Material for this exercise: Begin

pub mod human;

pub use human::HumanMode;
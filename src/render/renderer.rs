use ratatui::{
    Frame,
    layout::{Alignment, Constraint, Direction, Layout, Rect},
    style::{Color, Modifier, Style},
    text::{Line, Span},
    widgets::{Block, BorderType, Borders, Paragraph},
};

use crate::game::{CollisionCause, Phase, Position, Session, SnakeWorld};
use crate::metrics::GameMetrics;

const BACKGROUND: Color = Color::Rgb(100, 150, 200);
const WALL: Color = Color::Rgb(180, 180, 180);
const FOOD: Color = Color::Rgb(255, 0, 0);
const BONUS: Color = Color::Rgb(0, 0, 255);
const HEAD: (u8, u8, u8) = (0, 100, 0);
const TAIL: (u8, u8, u8) = (150, 255, 150);

/// Upper half block: foreground paints the top cell, background the bottom one
const HALF_BLOCK: &str = "▀";

/// Presentation switches the player can flip at runtime
#[derive(Debug, Clone, Copy, PartialEq, Eq)]
pub struct RenderOptions {
    pub gradient: bool,
    pub sound: bool,
}

pub struct Renderer;

impl Renderer {
    pub fn new() -> Self {
        Self
    }

    pub fn render(
        &self,
        frame: &mut Frame,
        session: &Session,
        metrics: &GameMetrics,
        options: &RenderOptions,
    ) {
        let chunks = Layout::default()
            .direction(Direction::Vertical)
            .constraints([
                Constraint::Length(3), // Header
                Constraint::Min(0),    // Game area
                Constraint::Length(3), // Footer
            ])
            .split(frame.area());

        match (session.phase(), session.world()) {
            (Phase::Playing, Some(world)) => {
                frame.render_widget(self.render_stats(world, metrics), chunks[0]);

                let field = world.playfield();
                let width = saturating_u16(field.columns()).saturating_add(2);
                let height = saturating_u16(field.rows()).div_ceil(2).saturating_add(2);
                let area = centered(chunks[1], width, height);
                frame.render_widget(self.render_grid(world, options), area);
            }
            (Phase::GameOver { cause, final_score }, _) => {
                let area = centered(chunks[1], 50, 11);
                frame.render_widget(self.render_game_over(cause, final_score, metrics), area);
            }
            _ => {
                let area = centered(chunks[1], 40, 12);
                frame.render_widget(self.render_menu(metrics, options), area);
            }
        }

        frame.render_widget(self.render_controls(options), chunks[2]);
    }

    fn render_grid(&self, world: &SnakeWorld, options: &RenderOptions) -> Paragraph<'_> {
        let field = world.playfield();
        let columns = field.columns() as usize;
        let rows = field.rows() as usize;
        let cells = paint_cells(world, options);

        let mut lines = Vec::with_capacity(rows.div_ceil(2));
        for top in (0..rows).step_by(2) {
            let spans: Vec<Span> = (0..columns)
                .map(|col| {
                    let upper = cells[top * columns + col];
                    let lower = if top + 1 < rows {
                        cells[(top + 1) * columns + col]
                    } else {
                        Color::Reset
                    };
                    Span::styled(HALF_BLOCK, Style::default().fg(upper).bg(lower))
                })
                .collect();
            lines.push(Line::from(spans));
        }

        Paragraph::new(lines).block(
            Block::default()
                .borders(Borders::ALL)
                .border_type(BorderType::Thick)
                .border_style(Style::default().fg(WALL))
                .title(" Snake "),
        )
    }

    fn render_stats(&self, world: &SnakeWorld, metrics: &GameMetrics) -> Paragraph<'_> {
        let mut spans = vec![
            Span::styled("Score: ", Style::default().fg(Color::Yellow)),
            Span::styled(
                world.score().to_string(),
                Style::default()
                    .fg(Color::White)
                    .add_modifier(Modifier::BOLD),
            ),
            Span::raw("    "),
            Span::styled("Food: ", Style::default().fg(Color::Yellow)),
            Span::styled(world.food_count().to_string(), Style::default().fg(Color::White)),
            Span::raw("    "),
            Span::styled("Time: ", Style::default().fg(Color::Yellow)),
            Span::styled(metrics.format_time(), Style::default().fg(Color::White)),
            Span::raw("    "),
            Span::styled("Best: ", Style::default().fg(Color::Yellow)),
            Span::styled(metrics.high_score.to_string(), Style::default().fg(Color::White)),
        ];
        if world.bonus().is_some() {
            spans.push(Span::raw("    "));
            spans.push(Span::styled(
                "BONUS!",
                Style::default().fg(Color::Blue).add_modifier(Modifier::BOLD),
            ));
        }

        Paragraph::new(Line::from(spans)).alignment(Alignment::Center)
    }

    fn render_menu(&self, metrics: &GameMetrics, options: &RenderOptions) -> Paragraph<'_> {
        let on_off = |flag: bool| if flag { "on" } else { "off" };
        let text = vec![
            Line::from(""),
            Line::from(vec![Span::styled(
                "S N A K E",
                Style::default()
                    .fg(Color::Green)
                    .add_modifier(Modifier::BOLD),
            )]),
            Line::from(""),
            Line::from(vec![
                Span::styled(
                    "[Enter]",
                    Style::default()
                        .fg(Color::Green)
                        .add_modifier(Modifier::BOLD),
                ),
                Span::raw(" Start Game"),
            ]),
            Line::from(vec![
                Span::styled(
                    "[Q]",
                    Style::default().fg(Color::Red).add_modifier(Modifier::BOLD),
                ),
                Span::raw(" Exit Game"),
            ]),
            Line::from(""),
            Line::from(vec![
                Span::styled("High Score: ", Style::default().fg(Color::Yellow)),
                Span::styled(metrics.high_score.to_string(), Style::default().fg(Color::White)),
            ]),
            Line::from(Span::styled(
                format!(
                    "Sound {}  Gradient {}",
                    on_off(options.sound),
                    on_off(options.gradient)
                ),
                Style::default().fg(Color::Gray),
            )),
        ];

        Paragraph::new(text).alignment(Alignment::Center).block(
            Block::default()
                .borders(Borders::ALL)
                .border_type(BorderType::Double)
                .border_style(Style::default().fg(WALL)),
        )
    }

    fn render_game_over(
        &self,
        cause: CollisionCause,
        final_score: u32,
        metrics: &GameMetrics,
    ) -> Paragraph<'_> {
        let text = vec![
            Line::from(""),
            Line::from(vec![Span::styled(
                "GAME OVER",
                Style::default().fg(Color::Red).add_modifier(Modifier::BOLD),
            )]),
            Line::from(Span::styled(
                format!("Snake {}", cause),
                Style::default().fg(Color::Gray),
            )),
            Line::from(""),
            Line::from(vec![
                Span::styled("Final Score: ", Style::default().fg(Color::Yellow)),
                Span::styled(
                    final_score.to_string(),
                    Style::default()
                        .fg(Color::White)
                        .add_modifier(Modifier::BOLD),
                ),
                Span::raw("  "),
                Span::styled("Best: ", Style::default().fg(Color::Yellow)),
                Span::styled(metrics.high_score.to_string(), Style::default().fg(Color::White)),
            ]),
            Line::from(vec![
                Span::styled("Food eaten: ", Style::default().fg(Color::Yellow)),
                Span::styled(metrics.foods_eaten.to_string(), Style::default().fg(Color::White)),
                Span::raw("  "),
                Span::styled("Bonus eaten: ", Style::default().fg(Color::Yellow)),
                Span::styled(
                    metrics.bonuses_eaten.to_string(),
                    Style::default().fg(Color::White),
                ),
            ]),
            Line::from(""),
            Line::from(vec![
                Span::styled("Press ", Style::default().fg(Color::Gray)),
                Span::styled(
                    "R",
                    Style::default()
                        .fg(Color::Green)
                        .add_modifier(Modifier::BOLD),
                ),
                Span::styled(" to restart, ", Style::default().fg(Color::Gray)),
                Span::styled(
                    "M",
                    Style::default()
                        .fg(Color::Yellow)
                        .add_modifier(Modifier::BOLD),
                ),
                Span::styled(" for menu or ", Style::default().fg(Color::Gray)),
                Span::styled(
                    "Q",
                    Style::default().fg(Color::Red).add_modifier(Modifier::BOLD),
                ),
                Span::styled(" to quit", Style::default().fg(Color::Gray)),
            ]),
        ];

        Paragraph::new(text).alignment(Alignment::Center).block(
            Block::default()
                .borders(Borders::ALL)
                .border_style(Style::default().fg(Color::Red)),
        )
    }

    fn render_controls(&self, options: &RenderOptions) -> Paragraph<'_> {
        let on_off = |flag: bool| if flag { "on" } else { "off" };
        let text = vec![Line::from(vec![
            Span::styled("↑↓←→", Style::default().fg(Color::Cyan)),
            Span::raw(" or "),
            Span::styled("WASD", Style::default().fg(Color::Cyan)),
            Span::raw(" to move | "),
            Span::styled("N", Style::default().fg(Color::Cyan)),
            Span::raw(format!(" sound {} | ", on_off(options.sound))),
            Span::styled("G", Style::default().fg(Color::Cyan)),
            Span::raw(format!(" gradient {} | ", on_off(options.gradient))),
            Span::styled("Q", Style::default().fg(Color::Red)),
            Span::raw(" to quit"),
        ])];

        Paragraph::new(text).alignment(Alignment::Center)
    }
}

impl Default for Renderer {
    fn default() -> Self {
        Self::new()
    }
}

/// Colour of every playfield cell, row-major
fn paint_cells(world: &SnakeWorld, options: &RenderOptions) -> Vec<Color> {
    let field = world.playfield();
    let columns = field.columns();
    let rows = field.rows();
    let mut cells = vec![BACKGROUND; (columns * rows) as usize];

    let mut paint = |pos: Position, color: Color| {
        let (col, row) = field.grid_coords(pos);
        if (0..columns).contains(&col) && (0..rows).contains(&row) {
            cells[(row * columns + col) as usize] = color;
        }
    };

    paint(world.food(), FOOD);
    if let Some(bonus) = world.bonus() {
        paint(bonus, BONUS);
    }

    // Tail first so the head wins if anything overlaps
    let body = &world.snake().body;
    for (index, segment) in body.iter().enumerate().rev() {
        paint(*segment, segment_color(index, body.len(), options.gradient));
    }

    cells
}

/// Colour of the snake segment at `index` (0 is the head)
fn segment_color(index: usize, len: usize, gradient: bool) -> Color {
    if index == 0 {
        return rgb(HEAD);
    }
    if !gradient || len < 2 {
        return rgb(TAIL);
    }

    let t = index as f32 / (len - 1) as f32;
    let lerp = |a: u8, b: u8| (f32::from(a) + (f32::from(b) - f32::from(a)) * t).round() as u8;
    Color::Rgb(lerp(HEAD.0, TAIL.0), lerp(HEAD.1, TAIL.1), lerp(HEAD.2, TAIL.2))
}

fn saturating_u16(value: i32) -> u16 {
    u16::try_from(value.max(0)).unwrap_or(u16::MAX)
}

fn rgb((r, g, b): (u8, u8, u8)) -> Color {
    Color::Rgb(r, g, b)
}

/// A rect of at most `width` x `height` centred in `area`
fn centered(area: Rect, width: u16, height: u16) -> Rect {
    let width = width.min(area.width);
    let height = height.min(area.height);
    Rect {
        x: area.x + (area.width - width) / 2,
        y: area.y + (area.height - height) / 2,
        width,
        height,
    }
}

#[cfg(test)]
mod tests {
    use super::*;
    use crate::game::{GameConfig, WorldConfig};
    use ratatui::{Terminal, backend::TestBackend};

    const OPTIONS: RenderOptions = RenderOptions {
        gradient: true,
        sound: true,
    };

    fn screen_text(session: &Session, metrics: &GameMetrics) -> String {
        let mut terminal = Terminal::new(TestBackend::new(100, 40)).unwrap();
        terminal
            .draw(|frame| Renderer::new().render(frame, session, metrics, &OPTIONS))
            .unwrap();
        terminal
            .backend()
            .buffer()
            .content()
            .iter()
            .map(|cell| cell.symbol())
            .collect()
    }

    #[test]
    fn test_gradient_runs_head_to_tail() {
        assert_eq!(segment_color(0, 5, true), rgb(HEAD));
        assert_eq!(segment_color(4, 5, true), rgb(TAIL));
        assert_eq!(segment_color(2, 5, true), Color::Rgb(75, 178, 75));
    }

    #[test]
    fn test_flat_body_without_gradient() {
        assert_eq!(segment_color(0, 5, false), rgb(HEAD));
        assert_eq!(segment_color(1, 5, false), rgb(TAIL));
        assert_eq!(segment_color(3, 5, false), rgb(TAIL));
    }

    #[test]
    fn test_paint_cells() {
        let world = SnakeWorld::new_game(3, GameConfig::small().world).unwrap();
        let cells = paint_cells(&world, &OPTIONS);
        let field = world.playfield();
        let index = |pos| {
            let (col, row) = field.grid_coords(pos);
            (row * field.columns() + col) as usize
        };

        assert_eq!(cells.len(), 100);
        assert_eq!(cells[index(world.snake().head())], rgb(HEAD));
        assert_eq!(cells[index(world.food())], FOOD);
        assert_eq!(cells.iter().filter(|c| **c == BACKGROUND).count(), 98);
    }

    #[test]
    fn test_menu_screen() {
        let session = Session::new(WorldConfig::default(), 1).unwrap();
        let text = screen_text(&session, &GameMetrics::new());
        assert!(text.contains("Start Game"));
        assert!(text.contains("Exit Game"));
    }

    #[test]
    fn test_playing_screen_shows_score() {
        let mut session = Session::new(WorldConfig::default(), 1).unwrap();
        session.start().unwrap();
        let text = screen_text(&session, &GameMetrics::new());
        assert!(text.contains("Score: 0"));
        assert!(text.contains(HALF_BLOCK));
    }

    #[test]
    fn test_game_over_screen() {
        let mut session = Session::new(WorldConfig::default(), 1).unwrap();
        session.start().unwrap();
        while !session.tick().is_some_and(|event| event.is_terminal()) {}

        let mut metrics = GameMetrics::new();
        metrics.foods_eaten = 3;
        metrics.bonuses_eaten = 1;
        let text = screen_text(&session, &metrics);
        assert!(text.contains("GAME OVER"));
        assert!(text.contains("Snake hit the wall"));
        assert!(text.contains("Food eaten: 3"));
        assert!(text.contains("Bonus eaten: 1"));
    }

    #[test]
    fn test_largest_grid_fits_small_terminal() {
        let side = crate::game::config::MAX_GRID_SIDE as i32 * 10;
        let mut session = Session::new(WorldConfig::new(side, side, 0, 10), 1).unwrap();
        session.start().unwrap();

        let text = screen_text(&session, &GameMetrics::new());
        assert!(text.contains("Score: 0"));
    }

    #[test]
    fn test_saturating_u16() {
        assert_eq!(saturating_u16(1024), 1024);
        assert_eq!(saturating_u16(-5), 0);
        assert_eq!(saturating_u16(i32::MAX), u16::MAX);
    }
}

Material for this exercise: End

What is needed: Which of the lines in the listing above include "contains"? Report each of them.

Written response:
        if (0..columns).contains(&col) && (0..rows).contains(&row) {
        assert!(text.contains("Start Game"));
        assert!(text.contains("Exit Game"));
        assert!(text.contains("Score: 0"));
        assert!(text.contains(HALF_BLOCK));
        assert!(text.contains("GAME OVER"));
        assert!(text.contains("Snake hit the wall"));
        assert!(text.contains("Food eaten: 3"));
        assert!(text.contains("Bonus eaten: 1"));
        assert!(text.contains("Score: 0"));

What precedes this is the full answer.